Background and Aims Total femoral replacement (TFR) with endoprosthesis is a rare operation with few indications, primarily malignant bone tumors and requires extensive soft-tissue dissection and reconstruction of the joints.

Psoas compartment block (PCB) is a useful but controversial technique for lower limb surgery. There are often limitations due to essential antithrombotic therapy because of the risk of hematoma in this deep block, but the benefit of excellent analgesia outweighs the risk in major surgery.

Methods A 72 year old patient with recent pulmonary embolism(PE) under fondaparinux was presented for oncologic total replacement of the femur. Fondaparinux was discontinued for 48 hours preoperatively. A lumbar plexus block according to the Chayen approach was performed with 10 ml prilocaine 1% +20 ml ropivacaine 0.45% and a catheter was placed in the psoas compartment, combined with a single shot transgluteal sciatic block with 20 ml of ropivacaine 0.45% with the use of nerve stimulation technique. The duration of the surgery was 6h and was completed under general anesthesia without the use of opioids except the initial induction dose of 150γ fentanyl.

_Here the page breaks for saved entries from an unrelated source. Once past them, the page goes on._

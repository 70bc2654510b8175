//! Incident manager service binary.
//!
//! Standalone HTTP service receiving Slack slash commands and interactions.

use anyhow::{Context, Result};
use std::net::SocketAddr;
use std::sync::Arc;
use tokio::net::TcpListener;
use tracing::info;
use tracing_subscriber::{fmt, prelude::*, EnvFilter};

use incident::Coordinator;
use integrations::{collaborators, config::Config, server};

#[tokio::main]
async fn main() -> Result<()> {
    tracing_subscriber::registry()
        .with(fmt::layer())
        .with(
            EnvFilter::from_default_env()
                .add_directive("incident_manager=info".parse()?)
                .add_directive("integrations=info".parse()?)
                .add_directive("incident=info".parse()?),
        )
        .init();

    info!("Starting incident manager...");

    let config = Config::from_env().context("Invalid configuration")?;
    info!(
        slack_org = %config.slack_org,
        channel_prefix = %config.channel_prefix,
        notify_channels = config.notify_channel_ids.len(),
        "Configuration loaded"
    );

    let collaborators =
        collaborators(&config).context("Failed to create platform clients")?;
    let coordinator = Coordinator::new(config.workflow_settings(), collaborators);

    let port = config.port;
    let state = server::AppState {
        config: Arc::new(config),
        coordinator: Arc::new(coordinator),
    };

    let app = server::build_router(state);

    let addr = SocketAddr::from(([0, 0, 0, 0], port));
    let listener = TcpListener::bind(addr)
        .await
        .context("Failed to bind to address")?;

    info!(port, "Incident manager listening");

    axum::serve(listener, app).await.context("Server error")?;

    Ok(())
}
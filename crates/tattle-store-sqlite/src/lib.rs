//! SQLite backend for the Tattle notification store.
//!
//! Wraps [`tokio_rusqlite`] so all database access runs on a dedicated thread
//! pool without blocking the async runtime.

mod encode;
mod schema;
mod store;

pub mod error;

pub use error::{Error, Result};
pub use store::SqliteStore;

The catheter remained for 4 days postoperatively with continuous infusion of 12 ml/h ropivacaine 0.2% by elastomeric pump.

Results The surgery was uncomplicated, the patient reported no severe pain (VAS 2–3), and didn’t require rescue opioid analgesia. He could move the other leg and manage to start his physiotherapy strengthening exercises.

Conclusions CPCB appears to be a useful alternative in major oncologic orthopedic surgery especially when neuraxial techniques should be avoided.